“E` li che ho sentito l`odore dei
poveri. Sapete: non mi ha piu lasciato il puzzo della miseria, si è attaccato
ai vestiti, alla pelle, mi ha inseguito dopo che ne sono uscito, ho gettato via
i vestiti che indossavo...e` rimasto li, mi e` entrato dentro, mi insegue e mi
perseguita....che cos`e` l `odore dei poveri? ”
Questa
è la testimonianza di Domenico Quirico, giornalista de La Stampa al ritorno da
un viaggio nei centri d`accoglienza libici.
E`
questo l`odore dei poveri? E’ quello che
ci siamo chiesti mentre i bambini ci si arrampicavano addosso.
Pungente,
come un profumo troppo dolce che non si adatta all`eta` del bimbo che hai
davanti.
“L`odore
di shelter” è un odore misto di polvere terrosa, di mani sporche, l`odore umido
della doccia, gli odori forti e speziati dei cibi che vengono preparati fin dal
mattino, l`odore del pianto.
Ma
tutti questi odori spesso celano dei colori di una bellezza inaspettata.
Bianco, come il contrasto che si crea con il
nero negli occhi dei bambini, e come la polvere che si alza quando si corre
insieme a loro.
Nero, come il quotidiano vestito che Fatima
riusciva a indossare con cosi tanta eleganza; nero come il caffe denso e robusto
che con il suo profumo ti risveglia.
Rosso, come tutti i checkpoint che abbiamo
oltrepassato nei nostri spostamenti per
il Libano, e come i pomodori che ogni giorno vengono serviti a pranzo negli
shelter.
Arancione,
colore che esplode nel cielo ogni sera in un tramonto sorprendente.

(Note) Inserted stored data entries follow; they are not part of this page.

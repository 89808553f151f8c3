//! Authorization gate composing extraction, verification and permission checks.
//!
//! ```text
//! Unauthenticated -> TokenExtracted -> Verified -> Authorized
//! ```
//!
//! A failure at any stage ends the run with that stage's [`AuthError`];
//! nothing downstream executes.

use crate::auth::claims::Claims;
use crate::auth::extractor::bearer_token_from_headers;
use crate::auth::jwks::JwksClient;
use crate::auth::jwt::{JwtVerifier, VerifierSettings};
use crate::auth::permissions::check_permission;
use crate::config::Config;
use crate::errors::AuthError;
use crate::observability::metrics::record_auth_decision;
use axum::http::HeaderMap;
use std::fmt;
use std::sync::Arc;
use tracing::instrument;

/// Last stage an authorization run reached.
#[derive(Debug, Clone, Copy, PartialEq, Eq)]
pub enum AuthStage {
    Unauthenticated,
    TokenExtracted,
    Verified,
    Authorized,
}

impl AuthStage {
    /// Label used in logs and metrics.
    pub fn as_str(&self) -> &'static str {
        match self {
            AuthStage::Unauthenticated => "unauthenticated",
            AuthStage::TokenExtracted => "token_extracted",
            AuthStage::Verified => "verified",
            AuthStage::Authorized => "authorized",
        }
    }
}

impl fmt::Display for AuthStage {
    fn fmt(&self, f: &mut fmt::Formatter<'_>) -> fmt::Result {
        f.write_str(self.as_str())
    }
}

/// Guard for protected operations.
///
/// Cheap to clone; clones share the verifier and its key cache.
#[derive(Clone)]
pub struct AuthGate {
    verifier: Arc<JwtVerifier>,
}

impl AuthGate {
    pub fn new(verifier: Arc<JwtVerifier>) -> Self {
        Self { verifier }
    }

    /// Build the gate, its verifier and its key-set cache from configuration.
    pub fn from_config(config: &Config) -> Self {
        let jwks_client = Arc::new(JwksClient::new(
            config.jwks_url.clone(),
            config.jwks_fetch_timeout,
            config.jwks_cache_ttl,
        ));
        let verifier = JwtVerifier::new(
            jwks_client,
            VerifierSettings {
                audience: config.api_audience.clone(),
                issuer: config.jwt_issuer.clone(),
                algorithms: config.jwt_algorithms.clone(),
                leeway_seconds: config.jwt_clock_skew_seconds,
            },
        );
        Self::new(Arc::new(verifier))
    }

    pub fn verifier(&self) -> &Arc<JwtVerifier> {
        &self.verifier
    }

    /// Authorize a request for `required_permission`.
    ///
    /// Returns the verified claims on success.
    ///
    /// # Errors
    ///
    /// Any [`AuthError`] from the stage that failed, unchanged.
    #[instrument(skip_all, name = "drinks.auth.authorize", fields(permission = %required_permission))]
    pub async fn authorize(
        &self,
        required_permission: &str,
        headers: &HeaderMap,
    ) -> Result<Claims, AuthError> {
        match self.run(required_permission, headers).await {
            Ok(claims) => {
                record_auth_decision("allowed", AuthStage::Authorized, "ok");
                tracing::debug!(target: "drinks.auth.gate", "Request authorized");
                Ok(claims)
            }
            Err((stage, err)) => {
                record_auth_decision("denied", stage, err.code());
                tracing::info!(
                    target: "drinks.auth.gate",
                    stage = %stage,
                    code = err.code(),
                    status = err.status_code().as_u16(),
                    "Request not authorized"
                );
                Err(err)
            }
        }
    }

    async fn run(
        &self,
        required_permission: &str,
        headers: &HeaderMap,
    ) -> Result<Claims, (AuthStage, AuthError)> {
        let token = bearer_token_from_headers(headers)
            .map_err(|e| (AuthStage::Unauthenticated, e))?;

        let claims = self
            .verifier
            .verify(token)
            .await
            .map_err(|e| (AuthStage::TokenExtracted, e))?;

        check_permission(required_permission, &claims).map_err(|e| (AuthStage::Verified, e))?;

        Ok(claims)
    }
}
//! Prometheus metrics endpoint handler.
//!
//! Unauthenticated so Prometheus can scrape it. Metrics carry only bounded
//! operational labels, never tokens or subjects.

use axum::{extract::State, response::IntoResponse};
use metrics_exporter_prometheus::PrometheusHandle;

/// Handler for GET /metrics
///
/// ```text
/// # TYPE drinks_http_requests_total counter
/// drinks_http_requests_total{method="GET",endpoint="/drinks",status_code="200"} 42
/// ```
#[tracing::instrument(skip_all, name = "drinks.metrics.scrape")]
pub async fn metrics_handler(State(handle): State<PrometheusHandle>) -> impl IntoResponse {
    handle.render()
}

Ma anche il grigio, come il cemento
dell’edilizia che deturpa le meravigliose valli verdi e che rinchiude anche gli
ultimi cedri rimasti liberi, come lo smog che aleggia sempre sopra Beirut, e
come i campi da gioco dedicati ai bambini.
Che odere e colore ha uno shelter? Ora che abbiamo
visto, vissuto, respirato, non possiamo piu dire “ignoravo tutto”, “credevo”,
“mi avevano detto”.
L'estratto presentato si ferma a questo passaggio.